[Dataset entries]
☆ ☆ ☆ ☆
//! FlowCatalyst Outbox Processor
//!
//! Reads messages from application database outbox tables and dispatches them.
//!
//! ## Modes
//!
//! - **Enhanced Mode (default)**: Sends to FlowCatalyst HTTP API with message group ordering
//! - **SQS Mode**: Publishes directly to SQS (legacy behavior)
//!
//! Supports multiple database backends: SQLite, PostgreSQL, MongoDB.
//!
//! ## Environment Variables
//!
//! | Variable | Default | Description |
//! |----------|---------|-------------|
//! | `FC_OUTBOX_MODE` | `enhanced` | Mode: `enhanced` (HTTP API) or `sqs` (direct SQS) |
//! | `FC_OUTBOX_DB_TYPE` | `postgres` | Database type: `sqlite`, `postgres`, `mongo` |
//! | `FC_OUTBOX_DB_URL` | - | Database connection URL (required) |
//! | `FC_OUTBOX_MONGO_DB` | `flowcatalyst` | MongoDB database name |
//! | `FC_OUTBOX_MONGO_COLLECTION` | `outbox` | MongoDB collection name |
//! | `FC_OUTBOX_POLL_INTERVAL_MS` | `1000` | Poll interval in milliseconds |
//! | `FC_OUTBOX_BATCH_SIZE` | `100` | Max messages per batch (SQS mode) |
//! | `FC_QUEUE_URL` | - | SQS queue URL (required for SQS mode) |
//! | `FC_API_BASE_URL` | `http://localhost:8080` | FlowCatalyst API URL (enhanced mode) |
//! | `FC_API_TOKEN` | - | API Bearer token (optional) |
//! | `FC_MAX_IN_FLIGHT` | `5000` | Max concurrent items (enhanced mode) |
//! | `FC_GLOBAL_BUFFER_SIZE` | `1000` | Buffer capacity (enhanced mode) |
//! | `FC_MAX_CONCURRENT_GROUPS` | `10` | Max concurrent message groups (enhanced mode) |
//! | `FC_METRICS_PORT` | `9090` | Metrics/health port |
//! | `RUST_LOG` | `info` | Log level |

use std::sync::Arc;
use std::time::Duration;
use std::net::SocketAddr;
use anyhow::Result;
use tracing::info;
use tokio::signal;
use tokio::sync::broadcast;
use async_trait::async_trait;

use fc_outbox::{OutboxProcessor, repository::OutboxRepository};
use fc_outbox::{EnhancedOutboxProcessor, EnhancedProcessorConfig};
use fc_outbox::http_dispatcher::HttpDispatcherConfig;
use fc_common::Message;

use sqlx::sqlite::SqlitePoolOptions;
use sqlx::postgres::PgPoolOptions;

fn env_or(key: &str, default: &str) -> String {
    std::env::var(key).unwrap_or_else(|_| default.to_string())
}

fn env_or_parse<T: std::str::FromStr>(key: &str, default: T) -> T {
    std::env::var(key)
        .ok()
        .and_then(|v| v.parse().ok())
        .unwrap_or(default)
}

fn env_required(key: &str) -> Result<String> {
    std::env::var(key).map_err(|_| anyhow::anyhow!("{} environment variable is required", key))
}

#[tokio::main]
async fn main() -> Result<()> {
    fc_common::logging::init_logging("fc-outbox-processor");

    info!("Starting FlowCatalyst Outbox Processor");

    // Configuration
    let mode = env_or("FC_OUTBOX_MODE", "enhanced");
    let db_type = env_or("FC_OUTBOX_DB_TYPE", "postgres");
    let poll_interval_ms: u64 = env_or_parse("FC_OUTBOX_POLL_INTERVAL_MS", 1000);
    let metrics_port: u16 = env_or_parse("FC_METRICS_PORT", 9090);

    // Setup shutdown signal
    let (shutdown_tx, _) = broadcast::channel::<()>(1);

    // Initialize outbox repository
    let outbox_repo = create_outbox_repository(&db_type).await?;
    info!("Outbox repository initialized ({})", db_type);

    // Start processor based on mode
    let processor_handle = match mode.as_str() {
        "sqs" => {
            // Legacy SQS mode
            let batch_size: u32 = env_or_parse("FC_OUTBOX_BATCH_SIZE", 100);
            let queue_url = env_required("FC_QUEUE_URL")?;

            let config = aws_config::load_defaults(aws_config::BehaviorVersion::latest()).await;
            let sqs_client = aws_sdk_sqs::Client::new(&config);
            let publisher = Arc::new(SqsPublisher::new(sqs_client, queue_url.clone()));
            info!("SQS mode: publishing to {}", queue_url);

            let processor = OutboxProcessor::new(
                outbox_repo,
                publisher,
                Duration::from_millis(poll_interval_ms),
                batch_size,
            );

            let mut shutdown_rx = shutdown_tx.subscribe();
            tokio::spawn(async move {
                tokio::select! {
                    _ = processor.start() => {}
                    _ = shutdown_rx.recv() => {
                        info!("Outbox processor shutting down");
                    }
                }
            })
        }
        _ => {
            // Enhanced mode (HTTP API with message group ordering)
            let api_base_url = env_or("FC_API_BASE_URL", "http://localhost:8080");
            let api_token = std::env::var("FC_API_TOKEN").ok();
            let max_in_flight: u64 = env_or_parse("FC_MAX_IN_FLIGHT", 5000);
            let global_buffer_size: usize = env_or_parse("FC_GLOBAL_BUFFER_SIZE", 1000);
            let max_concurrent_groups: usize = env_or_parse("FC_MAX_CONCURRENT_GROUPS", 10);
            let poll_batch_size: u32 = env_or_parse("FC_OUTBOX_BATCH_SIZE", 500);
            let api_batch_size: usize = env_or_parse("FC_API_BATCH_SIZE", 100);

            info!("Enhanced mode: sending to {} with message group ordering", api_base_url);
            info!("  max_in_flight: {}, buffer_size: {}, concurrent_groups: {}",
                max_in_flight, global_buffer_size, max_concurrent_groups);

            let config = EnhancedProcessorConfig {
                poll_interval: Duration::from_millis(poll_interval_ms),
                poll_batch_size,
                api_batch_size,
                max_concurrent_groups,
                global_buffer_size,
                max_in_flight,
                http_config: HttpDispatcherConfig {
                    api_base_url,
                    api_token,
                    ..Default::default()
                },
                ..Default::default()
            };

            let processor = Arc::new(EnhancedOutboxProcessor::new(config, outbox_repo)?);

            let mut shutdown_rx = shutdown_tx.subscribe();
            let processor_clone = Arc::clone(&processor);
            tokio::spawn(async move {
                tokio::select! {
                    _ = processor_clone.start() => {}
                    _ = shutdown_rx.recv() => {
                        processor_clone.stop();
                        info!("Enhanced outbox processor shutting down");
                    }
                }
            })
        }
    };

    // Start metrics server
    let metrics_addr = SocketAddr::from(([0, 0, 0, 0], metrics_port));
    info!("Metrics server listening on http://{}/metrics", metrics_addr);

    let metrics_app = axum::Router::new()
        .route("/metrics", axum::routing::get(metrics_handler))
        .route("/health", axum::routing::get(health_handler))
        .route("/ready", axum::routing::get(ready_handler));

    let metrics_listener = tokio::net::TcpListener::bind(metrics_addr).await?;
    let metrics_handle = {
        let mut shutdown_rx = shutdown_tx.subscribe();
        tokio::spawn(async move {
            axum::serve(metrics_listener, metrics_app)
                .with_graceful_shutdown(async move {
                    let _ = shutdown_rx.recv().await;
                })
                .await
                .ok();
        })
    };

    info!("FlowCatalyst Outbox Processor started (mode: {})", mode);
    info!("Press Ctrl+C to shutdown");

    // Wait for shutdown
    shutdown_signal().await;
    info!("Shutdown signal received...");

    let _ = shutdown_tx.send(());

    let _ = tokio::time::timeout(Duration::from_secs(30), async {
        let _ = processor_handle.await;
        let _ = metrics_handle.await;
    }).await;

    info!("FlowCatalyst Outbox Processor shutdown complete");
    Ok(())
}

async fn create_outbox_repository(db_type: &str) -> Result<Arc<dyn OutboxRepository>> {
    match db_type {
        "sqlite" => {
            let url = env_required("FC_OUTBOX_DB_URL")?;
            let pool = SqlitePoolOptions::new()
                .max_connections(5)
                .connect(&url)
                .await?;
            let repo = fc_outbox::sqlite::SqliteOutboxRepository::new(pool);
            repo.init_schema().await?;
            info!("Using SQLite outbox: {}", url);
            Ok(Arc::new(repo))
        }
        "postgres" => {
            let url = env_required("FC_OUTBOX_DB_URL")?;
            let pool = PgPoolOptions::new()
                .max_connections(10)
                .connect(&url)
                .await?;
            let repo = fc_outbox::postgres::PostgresOutboxRepository::new(pool);
            repo.init_schema().await?;
            info!("Using PostgreSQL outbox");
            Ok(Arc::new(repo))
        }
        "mongo" => {
            let url = env_required("FC_OUTBOX_DB_URL")?;
            let db_name = env_or("FC_OUTBOX_MONGO_DB", "flowcatalyst");
            let client = mongodb::Client::with_uri_str(&url).await?;
            let repo = fc_outbox::mongo::MongoOutboxRepository::new(client, &db_name);
            info!("Using MongoDB outbox: {} (collections: outbox_events, outbox_dispatch_jobs)", db_name);
            Ok(Arc::new(repo))
        }
        other => {
            Err(anyhow::anyhow!("Unknown database type: {}. Use sqlite, postgres, or mongo", other))
        }
    }
}

// SQS Publisher
struct SqsPublisher {
    client: aws_sdk_sqs::Client,
    queue_url: String,
}

impl SqsPublisher {
    fn new(client: aws_sdk_sqs::Client, queue_url: String) -> Self {
        Self { client, queue_url }
    }
}

#[async_trait]
impl fc_outbox::QueuePublisher for SqsPublisher {
    async fn publish(&self, message: Message) -> Result<()> {
        let body = serde_json::to_string(&message)?;

        self.client.send_message()
            .queue_url(&self.queue_url)
            .message_body(body)
            .message_group_id(message.message_group_id.as_deref().unwrap_or("default"))
            .message_deduplication_id(&message.id)
            .send()
            .await
            .map_err(|e| anyhow::anyhow!("SQS send error: {}", e))?;

        Ok(())
    }
}

async fn metrics_handler() -> String {
    "# HELP fc_outbox_up Outbox processor is up\n# TYPE fc_outbox_up gauge\nfc_outbox_up 1\n".to_string()
}

async fn health_handler() -> axum::Json<serde_json::Value> {
    axum::Json(serde_json::json!({
        "status": "UP",
        "version": env!("CARGO_PKG_VERSION")
    }))
}

async fn ready_handler() -> axum::Json<serde_json::Value> {
    axum::Json(serde_json::json!({
        "status": "READY"
    }))
}

async fn shutdown_signal() {
    let ctrl_c = async {
        signal::ctrl_c().await.expect("failed to install Ctrl+C handler");
    };

    #[cfg(unix)]
    let terminate = async {
        signal::unix::signal(signal::unix::SignalKind::terminate())
            .expect("failed to install signal handler")
            .recv()
            .await;
    };

    #[cfg(not(unix))]
    let terminate = std::future::pending::<()>();

    tokio::select! {
        _ = ctrl_c => {},
        _ = terminate => {},
    }
}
☆ ☆ ☆ ☆
# [TASK DIRECTIONS]
Above are the records; print exactly the lines from the line with "use fc_common::Message;" to the line with "let poll_interval_ms: u64", including both, and nothing else.

# [OUTPUT OF THE TASK]
use fc_common::Message;

use sqlx::sqlite::SqlitePoolOptions;
use sqlx::postgres::PgPoolOptions;

fn env_or(key: &str, default: &str) -> String {
    std::env::var(key).unwrap_or_else(|_| default.to_string())
}

fn env_or_parse<T: std::str::FromStr>(key: &str, default: T) -> T {
    std::env::var(key)
        .ok()
        .and_then(|v| v.parse().ok())
        .unwrap_or(default)
}

fn env_required(key: &str) -> Result<String> {
    std::env::var(key).map_err(|_| anyhow::anyhow!("{} environment variable is required", key))
}

#[tokio::main]
async fn main() -> Result<()> {
    fc_common::logging::init_logging("fc-outbox-processor");

    info!("Starting FlowCatalyst Outbox Processor");

    // Configuration
    let mode = env_or("FC_OUTBOX_MODE", "enhanced");
    let db_type = env_or("FC_OUTBOX_DB_TYPE", "postgres");
    let poll_interval_ms: u64 = env_or_parse("FC_OUTBOX_POLL_INTERVAL_MS", 1000);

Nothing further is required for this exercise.